:: Assignment ::
Transcribe the data. Leave out nothing.

:: Saved entries ::
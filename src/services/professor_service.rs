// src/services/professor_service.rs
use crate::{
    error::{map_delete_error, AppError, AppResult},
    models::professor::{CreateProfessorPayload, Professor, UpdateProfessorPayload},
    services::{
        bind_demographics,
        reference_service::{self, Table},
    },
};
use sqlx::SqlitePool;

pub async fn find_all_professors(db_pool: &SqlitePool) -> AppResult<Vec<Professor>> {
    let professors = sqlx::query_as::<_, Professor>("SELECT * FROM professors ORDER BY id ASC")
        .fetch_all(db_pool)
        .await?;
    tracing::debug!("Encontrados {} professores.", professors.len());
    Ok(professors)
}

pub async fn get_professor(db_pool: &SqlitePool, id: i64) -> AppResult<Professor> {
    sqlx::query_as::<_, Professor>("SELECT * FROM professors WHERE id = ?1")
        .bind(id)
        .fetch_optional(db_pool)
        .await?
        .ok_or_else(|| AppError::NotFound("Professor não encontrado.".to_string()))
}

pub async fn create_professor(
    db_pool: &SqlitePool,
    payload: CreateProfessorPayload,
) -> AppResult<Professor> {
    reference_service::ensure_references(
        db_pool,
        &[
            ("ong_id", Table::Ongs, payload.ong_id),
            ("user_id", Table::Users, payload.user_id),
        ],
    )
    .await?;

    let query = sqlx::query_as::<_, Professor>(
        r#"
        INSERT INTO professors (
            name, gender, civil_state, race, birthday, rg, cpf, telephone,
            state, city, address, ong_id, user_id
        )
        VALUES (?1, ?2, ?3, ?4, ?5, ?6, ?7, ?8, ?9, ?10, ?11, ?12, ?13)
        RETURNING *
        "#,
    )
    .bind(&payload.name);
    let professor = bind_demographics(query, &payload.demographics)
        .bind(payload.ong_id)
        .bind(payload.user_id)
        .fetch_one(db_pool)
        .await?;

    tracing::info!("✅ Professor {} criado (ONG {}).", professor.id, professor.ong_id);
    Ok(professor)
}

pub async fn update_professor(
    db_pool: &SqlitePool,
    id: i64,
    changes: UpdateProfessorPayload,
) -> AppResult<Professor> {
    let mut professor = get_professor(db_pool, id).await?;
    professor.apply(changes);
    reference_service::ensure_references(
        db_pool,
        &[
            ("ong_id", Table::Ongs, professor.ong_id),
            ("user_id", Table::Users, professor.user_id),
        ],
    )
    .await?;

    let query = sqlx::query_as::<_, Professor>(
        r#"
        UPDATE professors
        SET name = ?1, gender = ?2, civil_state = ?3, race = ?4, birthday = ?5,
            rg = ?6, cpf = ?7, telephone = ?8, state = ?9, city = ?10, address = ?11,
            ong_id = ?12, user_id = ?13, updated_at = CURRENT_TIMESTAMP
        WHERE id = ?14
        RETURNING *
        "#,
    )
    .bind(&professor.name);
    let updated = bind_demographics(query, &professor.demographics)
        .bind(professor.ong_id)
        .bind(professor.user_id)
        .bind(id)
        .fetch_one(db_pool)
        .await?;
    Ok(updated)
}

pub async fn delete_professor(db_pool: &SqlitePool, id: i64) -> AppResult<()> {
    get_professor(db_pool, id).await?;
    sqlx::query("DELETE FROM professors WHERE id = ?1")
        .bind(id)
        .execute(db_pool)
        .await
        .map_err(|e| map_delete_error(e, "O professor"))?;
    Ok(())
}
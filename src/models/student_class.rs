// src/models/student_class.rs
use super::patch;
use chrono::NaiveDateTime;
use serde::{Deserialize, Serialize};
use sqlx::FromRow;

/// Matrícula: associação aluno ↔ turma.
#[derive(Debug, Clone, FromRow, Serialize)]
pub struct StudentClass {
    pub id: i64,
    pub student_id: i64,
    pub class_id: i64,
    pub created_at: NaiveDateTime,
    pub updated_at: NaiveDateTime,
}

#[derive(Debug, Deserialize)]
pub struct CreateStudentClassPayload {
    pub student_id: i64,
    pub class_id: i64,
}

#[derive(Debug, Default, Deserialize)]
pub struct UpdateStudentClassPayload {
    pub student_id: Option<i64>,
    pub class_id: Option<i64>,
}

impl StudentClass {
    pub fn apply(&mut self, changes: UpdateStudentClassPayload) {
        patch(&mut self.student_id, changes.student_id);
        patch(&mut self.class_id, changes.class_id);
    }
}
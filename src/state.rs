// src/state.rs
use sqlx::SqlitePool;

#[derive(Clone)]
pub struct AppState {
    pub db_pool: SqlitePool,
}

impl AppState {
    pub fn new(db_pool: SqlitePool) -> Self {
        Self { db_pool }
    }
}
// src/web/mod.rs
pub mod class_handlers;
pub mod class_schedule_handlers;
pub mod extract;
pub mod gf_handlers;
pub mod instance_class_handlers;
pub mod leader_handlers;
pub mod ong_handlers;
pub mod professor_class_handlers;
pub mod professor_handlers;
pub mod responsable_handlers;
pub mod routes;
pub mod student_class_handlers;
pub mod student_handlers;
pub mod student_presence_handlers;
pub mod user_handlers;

:: Output ::
filename src/services/professor_service.rs
// src/services/professor_service.rs
use crate::{
    error::{map_delete_error, AppError, AppResult},
    models::professor::{CreateProfessorPayload, Professor, UpdateProfessorPayload},
    services::{
        bind_demographics,
        reference_service::{self, Table},
    },
};
use sqlx::SqlitePool;

pub async fn find_all_professors(db_pool: &SqlitePool) -> AppResult<Vec<Professor>> {
    let professors = sqlx::query_as::<_, Professor>("SELECT * FROM professors ORDER BY id ASC")
        .fetch_all(db_pool)
        .await?;
    tracing::debug!("Encontrados {} professores.", professors.len());
    Ok(professors)
}

pub async fn get_professor(db_pool: &SqlitePool, id: i64) -> AppResult<Professor> {
    sqlx::query_as::<_, Professor>("SELECT * FROM professors WHERE id = ?1")
        .bind(id)
        .fetch_optional(db_pool)
        .await?
        .ok_or_else(|| AppError::NotFound("Professor não encontrado.".to_string()))
}

pub async fn create_professor(
    db_pool: &SqlitePool,
    payload: CreateProfessorPayload,
) -> AppResult<Professor> {
    reference_service::ensure_references(
        db_pool,
        &[
            ("ong_id", Table::Ongs, payload.ong_id),
            ("user_id", Table::Users, payload.user_id),
        ],
    )
    .await?;

    let query = sqlx::query_as::<_, Professor>(
        r#"
        INSERT INTO professors (
            name, gender, civil_state, race, birthday, rg, cpf, telephone,
            state, city, address, ong_id, user_id
        )
        VALUES (?1, ?2, ?3, ?4, ?5, ?6, ?7, ?8, ?9, ?10, ?11, ?12, ?13)
        RETURNING *
        "#,
    )
    .bind(&payload.name);
    let professor = bind_demographics(query, &payload.demographics)
        .bind(payload.ong_id)
        .bind(payload.user_id)
        .fetch_one(db_pool)
        .await?;

    tracing::info!("✅ Professor {} criado (ONG {}).", professor.id, professor.ong_id);
    Ok(professor)
}

pub async fn update_professor(
    db_pool: &SqlitePool,
    id: i64,
    changes: UpdateProfessorPayload,
) -> AppResult<Professor> {
    let mut professor = get_professor(db_pool, id).await?;
    professor.apply(changes);
    reference_service::ensure_references(
        db_pool,
        &[
            ("ong_id", Table::Ongs, professor.ong_id),
            ("user_id", Table::Users, professor.user_id),
        ],
    )
    .await?;

    let query = sqlx::query_as::<_, Professor>(
        r#"
        UPDATE professors
        SET name = ?1, gender = ?2, civil_state = ?3, race = ?4, birthday = ?5,
            rg = ?6, cpf = ?7, telephone = ?8, state = ?9, city = ?10, address = ?11,
            ong_id = ?12, user_id = ?13, updated_at = CURRENT_TIMESTAMP
        WHERE id = ?14
        RETURNING *
        "#,
    )
    .bind(&professor.name);
    let updated = bind_demographics(query, &professor.demographics)
        .bind(professor.ong_id)
        .bind(professor.user_id)
        .bind(id)
        .fetch_one(db_pool)
        .await?;
    Ok(updated)
}

pub async fn delete_professor(db_pool: &SqlitePool, id: i64) -> AppResult<()> {
    get_professor(db_pool, id).await?;
    sqlx::query("DELETE FROM professors WHERE id = ?1")
        .bind(id)
        .execute(db_pool)
        .await
        .map_err(|e| map_delete_error(e, "O professor"))?;
    Ok(())
}
filename src/models/student_class.rs
// src/models/student_class.rs
use super::patch;
use chrono::NaiveDateTime;
use serde::{Deserialize, Serialize};
use sqlx::FromRow;

/// Matrícula: associação aluno ↔ turma.
#[derive(Debug, Clone, FromRow, Serialize)]
pub struct StudentClass {
    pub id: i64,
    pub student_id: i64,
    pub class_id: i64,
    pub created_at: NaiveDateTime,
    pub updated_at: NaiveDateTime,
}

#[derive(Debug, Deserialize)]
pub struct CreateStudentClassPayload {
    pub student_id: i64,
    pub class_id: i64,
}

#[derive(Debug, Default, Deserialize)]
pub struct UpdateStudentClassPayload {
    pub student_id: Option<i64>,
    pub class_id: Option<i64>,
}

impl StudentClass {
    pub fn apply(&mut self, changes: UpdateStudentClassPayload) {
        patch(&mut self.student_id, changes.student_id);
        patch(&mut self.class_id, changes.class_id);
    }
}
filename src/state.rs
// src/state.rs
use sqlx::SqlitePool;

#[derive(Clone)]
pub struct AppState {
    pub db_pool: SqlitePool,
}

impl AppState {
    pub fn new(db_pool: SqlitePool) -> Self {
        Self { db_pool }
    }
}
// src/web/mod.rs
pub mod class_handlers;
pub mod class_schedule_handlers;
pub mod extract;
pub mod gf_handlers;
pub mod instance_class_handlers;
pub mod leader_handlers;
pub mod ong_handlers;
pub mod professor_class_handlers;
pub mod professor_handlers;
pub mod responsable_handlers;
pub mod routes;
pub mod student_class_handlers;
pub mod student_handlers;
pub mod student_presence_handlers;
pub mod user_handlers;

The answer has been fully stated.